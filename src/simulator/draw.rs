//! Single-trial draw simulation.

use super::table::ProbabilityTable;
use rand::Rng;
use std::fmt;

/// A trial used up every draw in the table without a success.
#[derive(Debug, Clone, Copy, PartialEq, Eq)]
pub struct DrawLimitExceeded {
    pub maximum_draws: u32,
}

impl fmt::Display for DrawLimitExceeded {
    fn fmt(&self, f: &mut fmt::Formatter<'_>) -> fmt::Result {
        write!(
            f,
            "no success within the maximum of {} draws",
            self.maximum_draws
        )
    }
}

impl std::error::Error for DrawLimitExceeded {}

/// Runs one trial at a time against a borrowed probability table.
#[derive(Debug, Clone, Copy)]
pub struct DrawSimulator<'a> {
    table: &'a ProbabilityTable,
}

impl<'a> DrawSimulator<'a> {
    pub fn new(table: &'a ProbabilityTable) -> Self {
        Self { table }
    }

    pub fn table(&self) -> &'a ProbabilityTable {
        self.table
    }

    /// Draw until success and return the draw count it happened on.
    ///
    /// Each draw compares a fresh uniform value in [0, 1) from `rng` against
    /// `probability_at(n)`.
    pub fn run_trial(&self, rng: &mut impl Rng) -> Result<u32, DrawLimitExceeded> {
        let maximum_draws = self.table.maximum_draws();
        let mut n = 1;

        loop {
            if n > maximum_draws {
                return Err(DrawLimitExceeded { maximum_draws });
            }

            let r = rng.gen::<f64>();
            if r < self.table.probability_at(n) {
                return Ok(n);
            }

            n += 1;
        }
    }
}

___

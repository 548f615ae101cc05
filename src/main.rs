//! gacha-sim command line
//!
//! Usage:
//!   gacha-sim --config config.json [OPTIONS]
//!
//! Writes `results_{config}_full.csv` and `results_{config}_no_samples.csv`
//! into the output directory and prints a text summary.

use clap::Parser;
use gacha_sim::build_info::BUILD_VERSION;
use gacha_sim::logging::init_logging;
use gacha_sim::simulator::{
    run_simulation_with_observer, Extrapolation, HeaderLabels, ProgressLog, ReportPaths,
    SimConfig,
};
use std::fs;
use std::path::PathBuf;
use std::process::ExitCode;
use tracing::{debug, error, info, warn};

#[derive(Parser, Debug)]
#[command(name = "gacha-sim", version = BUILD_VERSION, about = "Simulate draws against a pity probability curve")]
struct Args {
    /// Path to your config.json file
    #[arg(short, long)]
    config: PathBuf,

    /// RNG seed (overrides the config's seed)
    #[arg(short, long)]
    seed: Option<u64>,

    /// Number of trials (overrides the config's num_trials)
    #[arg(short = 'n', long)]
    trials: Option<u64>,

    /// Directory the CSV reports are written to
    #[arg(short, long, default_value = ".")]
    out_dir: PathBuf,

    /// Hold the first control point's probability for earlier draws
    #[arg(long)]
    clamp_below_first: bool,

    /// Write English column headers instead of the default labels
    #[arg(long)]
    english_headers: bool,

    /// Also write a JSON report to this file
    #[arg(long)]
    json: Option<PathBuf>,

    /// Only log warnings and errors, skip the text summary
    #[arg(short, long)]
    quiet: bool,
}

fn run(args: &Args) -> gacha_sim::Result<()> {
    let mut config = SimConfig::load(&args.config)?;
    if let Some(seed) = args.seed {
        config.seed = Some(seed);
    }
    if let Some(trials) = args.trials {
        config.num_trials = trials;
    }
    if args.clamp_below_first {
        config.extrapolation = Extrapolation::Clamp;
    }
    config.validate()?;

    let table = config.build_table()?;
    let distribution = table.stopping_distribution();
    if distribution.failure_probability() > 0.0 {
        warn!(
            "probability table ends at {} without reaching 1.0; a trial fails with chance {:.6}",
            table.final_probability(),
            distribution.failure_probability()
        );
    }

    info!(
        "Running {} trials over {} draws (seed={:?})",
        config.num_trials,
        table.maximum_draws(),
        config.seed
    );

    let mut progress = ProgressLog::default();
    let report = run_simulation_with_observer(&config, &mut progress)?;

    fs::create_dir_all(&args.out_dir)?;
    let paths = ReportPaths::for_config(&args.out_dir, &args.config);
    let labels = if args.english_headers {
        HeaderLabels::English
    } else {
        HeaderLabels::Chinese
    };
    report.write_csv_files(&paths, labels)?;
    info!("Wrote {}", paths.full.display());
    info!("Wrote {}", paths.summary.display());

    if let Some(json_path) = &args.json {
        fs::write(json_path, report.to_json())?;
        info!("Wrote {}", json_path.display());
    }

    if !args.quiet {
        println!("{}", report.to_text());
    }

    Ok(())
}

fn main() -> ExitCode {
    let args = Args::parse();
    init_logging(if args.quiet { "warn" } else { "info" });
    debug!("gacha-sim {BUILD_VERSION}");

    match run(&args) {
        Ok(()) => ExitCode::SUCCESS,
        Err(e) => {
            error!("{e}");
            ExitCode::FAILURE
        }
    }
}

___

- Required work:
In the data above, find the line that contains "filename src/simulator/draw.rs" and the line that contains "#[derive(Debug, Clone, Copy, PartialEq, Eq)]". Repeat exactly those lines and every line between them, and only those.

- Response:
filename src/simulator/draw.rs
//! Single-trial draw simulation.

use super::table::ProbabilityTable;
use rand::Rng;
use std::fmt;

/// A trial used up every draw in the table without a success.
#[derive(Debug, Clone, Copy, PartialEq, Eq)]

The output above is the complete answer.